- _YOUR ASSIGNMENT_:
The entire listing below must be written out word for word.

- _INFORMATION PROVIDED_:
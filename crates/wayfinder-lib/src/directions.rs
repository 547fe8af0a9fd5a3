//! Route requests against an external directions service.
//!
//! This module provides:
//! - [`TransportMode`] - how the route will be travelled
//! - [`Route`] - a path returned by the service
//! - [`DirectionsService`] - the external collaborator computing routes
//! - [`RouteRequester`] - a single, retry-free route request

use std::fmt;
use std::sync::Arc;
use std::time::Duration;

use async_trait::async_trait;
use serde::Serialize;
use thiserror::Error;
use tracing::{debug, info};

use crate::geo::GeoPoint;

/// Supported transport modes.
#[derive(Debug, Clone, Copy, PartialEq, Eq, Serialize, Default)]
#[serde(rename_all = "snake_case")]
#[non_exhaustive]
pub enum TransportMode {
    #[default]
    Walking,
}

impl TransportMode {
    /// Routing profile name used by OSRM-compatible services.
    pub fn osrm_profile(self) -> &'static str {
        match self {
            TransportMode::Walking => "foot",
        }
    }
}

impl fmt::Display for TransportMode {
    fn fmt(&self, f: &mut fmt::Formatter<'_>) -> fmt::Result {
        let value = match self {
            TransportMode::Walking => "walking",
        };
        f.write_str(value)
    }
}

/// Reason the directions service could not produce a route.
#[derive(Debug, Clone, PartialEq, Eq, Error)]
pub enum RoutingError {
    /// The service found no path between the endpoints.
    #[error("no route found")]
    NoRoute,

    /// The service could not be reached or answered unexpectedly.
    #[error("directions service unavailable: {message}")]
    Network { message: String },

    /// The request was rejected as malformed.
    #[error("invalid directions request: {message}")]
    InvalidRequest { message: String },
}

/// Path computed by the directions service.
#[derive(Debug, Clone, PartialEq, Serialize)]
pub struct Route {
    /// Ordered vertices of the path polyline.
    pub path: Vec<GeoPoint>,
    /// Total length in metres.
    pub distance_m: f64,
    /// Expected travel time as reported by the service.
    #[serde(serialize_with = "serialize_seconds")]
    pub expected_travel_time: Duration,
    pub transport_mode: TransportMode,
}

impl Route {
    /// First vertex of the path.
    pub fn start(&self) -> Option<GeoPoint> {
        self.path.first().copied()
    }

    /// Last vertex of the path.
    pub fn end(&self) -> Option<GeoPoint> {
        self.path.last().copied()
    }
}

fn serialize_seconds<S: serde::Serializer>(
    value: &Duration,
    serializer: S,
) -> Result<S::Ok, S::Error> {
    serializer.serialize_f64(value.as_secs_f64())
}

/// Request handed to a [`DirectionsService`].
#[derive(Debug, Clone, Copy, PartialEq)]
pub struct DirectionsRequest {
    pub origin: GeoPoint,
    pub destination: GeoPoint,
    pub transport_mode: TransportMode,
}

/// External service computing routes between two points.
#[async_trait]
pub trait DirectionsService: Send + Sync {
    /// Compute candidate routes, best first.
    async fn calculate(&self, request: &DirectionsRequest) -> Result<Vec<Route>, RoutingError>;
}

/// Issues exactly one directions call per request and keeps the best route.
#[derive(Clone)]
pub struct RouteRequester {
    service: Arc<dyn DirectionsService>,
}

impl RouteRequester {
    pub fn new(service: Arc<dyn DirectionsService>) -> Self {
        Self { service }
    }

    /// Request a route from `origin` to `destination`.
    ///
    /// Fails with [`RoutingError::InvalidRequest`] before calling the service
    /// when either endpoint is not a valid coordinate.
    pub async fn request_route(
        &self,
        origin: GeoPoint,
        destination: GeoPoint,
        mode: TransportMode,
    ) -> Result<Route, RoutingError> {
        for (label, point) in [("origin", origin), ("destination", destination)] {
            if !point.is_valid() {
                return Err(RoutingError::InvalidRequest {
                    message: format!(
                        "{label} ({}, {}) is not a valid coordinate",
                        point.latitude, point.longitude
                    ),
                });
            }
        }

        let request = DirectionsRequest {
            origin,
            destination,
            transport_mode: mode,
        };
        debug!(%origin, %destination, %mode, "requesting directions");

        let routes = self.service.calculate(&request).await?;
        let candidates = routes.len();
        let route = routes.into_iter().next().ok_or(RoutingError::NoRoute)?;

        info!(
            candidates,
            distance_m = route.distance_m,
            travel_secs = route.expected_travel_time.as_secs(),
            vertices = route.path.len(),
            "received route"
        );
        Ok(route)
    }
}

impl fmt::Debug for RouteRequester {
    fn fmt(&self, f: &mut fmt::Formatter<'_>) -> fmt::Result {
        f.debug_struct("RouteRequester").finish_non_exhaustive()
    }
}

#[cfg(test)]
mod tests {
    use std::sync::atomic::{AtomicUsize, Ordering};

    use super::*;

    struct CountingService {
        calls: AtomicUsize,
        result: Result<Vec<Route>, RoutingError>,
    }

    #[async_trait]
    impl DirectionsService for CountingService {
        async fn calculate(
            &self,
            _request: &DirectionsRequest,
        ) -> Result<Vec<Route>, RoutingError> {
            self.calls.fetch_add(1, Ordering::SeqCst);
            self.result.clone()
        }
    }

    fn point(latitude: f64, longitude: f64) -> GeoPoint {
        GeoPoint::new(latitude, longitude).unwrap()
    }

    fn route(distance_m: f64) -> Route {
        Route {
            path: vec![point(0.0, 0.0), point(0.001, 0.001)],
            distance_m,
            expected_travel_time: Duration::from_secs(120),
            transport_mode: TransportMode::Walking,
        }
    }

    fn requester(result: Result<Vec<Route>, RoutingError>) -> (RouteRequester, Arc<CountingService>) {
        let service = Arc::new(CountingService {
            calls: AtomicUsize::new(0),
            result,
        });
        (RouteRequester::new(service.clone()), service)
    }

    #[tokio::test]
    async fn keeps_the_first_route() {
        let (requester, service) = requester(Ok(vec![route(150.0), route(300.0)]));
        let route = requester
            .request_route(point(0.0, 0.0), point(0.001, 0.001), TransportMode::Walking)
            .await
            .expect("route");
        assert_eq!(route.distance_m, 150.0);
        assert_eq!(service.calls.load(Ordering::SeqCst), 1);
    }

    #[tokio::test]
    async fn empty_result_is_no_route() {
        let (requester, _) = requester(Ok(Vec::new()));
        let err = requester
            .request_route(point(0.0, 0.0), point(1.0, 1.0), TransportMode::Walking)
            .await
            .unwrap_err();
        assert_eq!(err, RoutingError::NoRoute);
    }

    #[tokio::test]
    async fn service_errors_are_not_retried() {
        let (requester, service) = requester(Err(RoutingError::Network {
            message: "connection reset".to_string(),
        }));
        let err = requester
            .request_route(point(0.0, 0.0), point(1.0, 1.0), TransportMode::Walking)
            .await
            .unwrap_err();
        assert!(matches!(err, RoutingError::Network { .. }));
        assert_eq!(service.calls.load(Ordering::SeqCst), 1);
    }

    #[tokio::test]
    async fn invalid_endpoints_skip_the_service() {
        let (requester, service) = requester(Ok(vec![route(1.0)]));
        let bogus = GeoPoint {
            latitude: 0.0,
            longitude: 200.0,
        };
        let err = requester
            .request_route(point(0.0, 0.0), bogus, TransportMode::Walking)
            .await
            .unwrap_err();
        assert!(matches!(err, RoutingError::InvalidRequest { .. }));
        assert_eq!(service.calls.load(Ordering::SeqCst), 0);
    }

    #[test]
    fn walking_uses_foot_profile() {
        assert_eq!(TransportMode::Walking.osrm_profile(), "foot");
        assert_eq!(TransportMode::Walking.to_string(), "walking");
    }
}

- _OUTPUT OF THE EXERCISE_:
filename crates/wayfinder-lib/src/directions.rs
repository 547fe8af0a9fd5a3
//! Route requests against an external directions service.
//!
//! This module provides:
//! - [`TransportMode`] - how the route will be travelled
//! - [`Route`] - a path returned by the service
//! - [`DirectionsService`] - the external collaborator computing routes
//! - [`RouteRequester`] - a single, retry-free route request

use std::fmt;
use std::sync::Arc;
use std::time::Duration;

use async_trait::async_trait;
use serde::Serialize;
use thiserror::Error;
use tracing::{debug, info};

use crate::geo::GeoPoint;

/// Supported transport modes.
#[derive(Debug, Clone, Copy, PartialEq, Eq, Serialize, Default)]
#[serde(rename_all = "snake_case")]
#[non_exhaustive]
pub enum TransportMode {
    #[default]
    Walking,
}

impl TransportMode {
    /// Routing profile name used by OSRM-compatible services.
    pub fn osrm_profile(self) -> &'static str {
        match self {
            TransportMode::Walking => "foot",
        }
    }
}

impl fmt::Display for TransportMode {
    fn fmt(&self, f: &mut fmt::Formatter<'_>) -> fmt::Result {
        let value = match self {
            TransportMode::Walking => "walking",
        };
        f.write_str(value)
    }
}

/// Reason the directions service could not produce a route.
#[derive(Debug, Clone, PartialEq, Eq, Error)]
pub enum RoutingError {
    /// The service found no path between the endpoints.
    #[error("no route found")]
    NoRoute,

    /// The service could not be reached or answered unexpectedly.
    #[error("directions service unavailable: {message}")]
    Network { message: String },

    /// The request was rejected as malformed.
    #[error("invalid directions request: {message}")]
    InvalidRequest { message: String },
}

/// Path computed by the directions service.
#[derive(Debug, Clone, PartialEq, Serialize)]
pub struct Route {
    /// Ordered vertices of the path polyline.
    pub path: Vec<GeoPoint>,
    /// Total length in metres.
    pub distance_m: f64,
    /// Expected travel time as reported by the service.
    #[serde(serialize_with = "serialize_seconds")]
    pub expected_travel_time: Duration,
    pub transport_mode: TransportMode,
}

impl Route {
    /// First vertex of the path.
    pub fn start(&self) -> Option<GeoPoint> {
        self.path.first().copied()
    }

    /// Last vertex of the path.
    pub fn end(&self) -> Option<GeoPoint> {
        self.path.last().copied()
    }
}

fn serialize_seconds<S: serde::Serializer>(
    value: &Duration,
    serializer: S,
) -> Result<S::Ok, S::Error> {
    serializer.serialize_f64(value.as_secs_f64())
}

/// Request handed to a [`DirectionsService`].
#[derive(Debug, Clone, Copy, PartialEq)]
pub struct DirectionsRequest {
    pub origin: GeoPoint,
    pub destination: GeoPoint,
    pub transport_mode: TransportMode,
}

/// External service computing routes between two points.
#[async_trait]
pub trait DirectionsService: Send + Sync {
    /// Compute candidate routes, best first.
    async fn calculate(&self, request: &DirectionsRequest) -> Result<Vec<Route>, RoutingError>;
}

/// Issues exactly one directions call per request and keeps the best route.
#[derive(Clone)]
pub struct RouteRequester {
    service: Arc<dyn DirectionsService>,
}

impl RouteRequester {
    pub fn new(service: Arc<dyn DirectionsService>) -> Self {
        Self { service }
    }

    /// Request a route from `origin` to `destination`.
    ///
    /// Fails with [`RoutingError::InvalidRequest`] before calling the service
    /// when either endpoint is not a valid coordinate.
    pub async fn request_route(
        &self,
        origin: GeoPoint,
        destination: GeoPoint,
        mode: TransportMode,
    ) -> Result<Route, RoutingError> {
        for (label, point) in [("origin", origin), ("destination", destination)] {
            if !point.is_valid() {
                return Err(RoutingError::InvalidRequest {
                    message: format!(
                        "{label} ({}, {}) is not a valid coordinate",
                        point.latitude, point.longitude
                    ),
                });
            }
        }

        let request = DirectionsRequest {
            origin,
            destination,
            transport_mode: mode,
        };
        debug!(%origin, %destination, %mode, "requesting directions");

        let routes = self.service.calculate(&request).await?;
        let candidates = routes.len();
        let route = routes.into_iter().next().ok_or(RoutingError::NoRoute)?;

        info!(
            candidates,
            distance_m = route.distance_m,
            travel_secs = route.expected_travel_time.as_secs(),
            vertices = route.path.len(),
            "received route"
        );
        Ok(route)
    }
}

impl fmt::Debug for RouteRequester {
    fn fmt(&self, f: &mut fmt::Formatter<'_>) -> fmt::Result {
        f.debug_struct("RouteRequester").finish_non_exhaustive()
    }
}

#[cfg(test)]
mod tests {
    use std::sync::atomic::{AtomicUsize, Ordering};

    use super::*;

    struct CountingService {
        calls: AtomicUsize,
        result: Result<Vec<Route>, RoutingError>,
    }

    #[async_trait]
    impl DirectionsService for CountingService {
        async fn calculate(
            &self,
            _request: &DirectionsRequest,
        ) -> Result<Vec<Route>, RoutingError> {
            self.calls.fetch_add(1, Ordering::SeqCst);
            self.result.clone()
        }
    }

    fn point(latitude: f64, longitude: f64) -> GeoPoint {
        GeoPoint::new(latitude, longitude).unwrap()
    }

    fn route(distance_m: f64) -> Route {
        Route {
            path: vec![point(0.0, 0.0), point(0.001, 0.001)],
            distance_m,
            expected_travel_time: Duration::from_secs(120),
            transport_mode: TransportMode::Walking,
        }
    }

    fn requester(result: Result<Vec<Route>, RoutingError>) -> (RouteRequester, Arc<CountingService>) {
        let service = Arc::new(CountingService {
            calls: AtomicUsize::new(0),
            result,
        });
        (RouteRequester::new(service.clone()), service)
    }

    #[tokio::test]
    async fn keeps_the_first_route() {
        let (requester, service) = requester(Ok(vec![route(150.0), route(300.0)]));
        let route = requester
            .request_route(point(0.0, 0.0), point(0.001, 0.001), TransportMode::Walking)
            .await
            .expect("route");
        assert_eq!(route.distance_m, 150.0);
        assert_eq!(service.calls.load(Ordering::SeqCst), 1);
    }

    #[tokio::test]
    async fn empty_result_is_no_route() {
        let (requester, _) = requester(Ok(Vec::new()));
        let err = requester
            .request_route(point(0.0, 0.0), point(1.0, 1.0), TransportMode::Walking)
            .await
            .unwrap_err();
        assert_eq!(err, RoutingError::NoRoute);
    }

    #[tokio::test]
    async fn service_errors_are_not_retried() {
        let (requester, service) = requester(Err(RoutingError::Network {
            message: "connection reset".to_string(),
        }));
        let err = requester
            .request_route(point(0.0, 0.0), point(1.0, 1.0), TransportMode::Walking)
            .await
            .unwrap_err();
        assert!(matches!(err, RoutingError::Network { .. }));
        assert_eq!(service.calls.load(Ordering::SeqCst), 1);
    }

    #[tokio::test]
    async fn invalid_endpoints_skip_the_service() {
        let (requester, service) = requester(Ok(vec![route(1.0)]));
        let bogus = GeoPoint {
            latitude: 0.0,
            longitude: 200.0,
        };
        let err = requester
            .request_route(point(0.0, 0.0), bogus, TransportMode::Walking)
            .await
            .unwrap_err();
        assert!(matches!(err, RoutingError::InvalidRequest { .. }));
        assert_eq!(service.calls.load(Ordering::SeqCst), 0);
    }

    #[test]
    fn walking_uses_foot_profile() {
        assert_eq!(TransportMode::Walking.osrm_profile(), "foot");
        assert_eq!(TransportMode::Walking.to_string(), "walking");
    }
}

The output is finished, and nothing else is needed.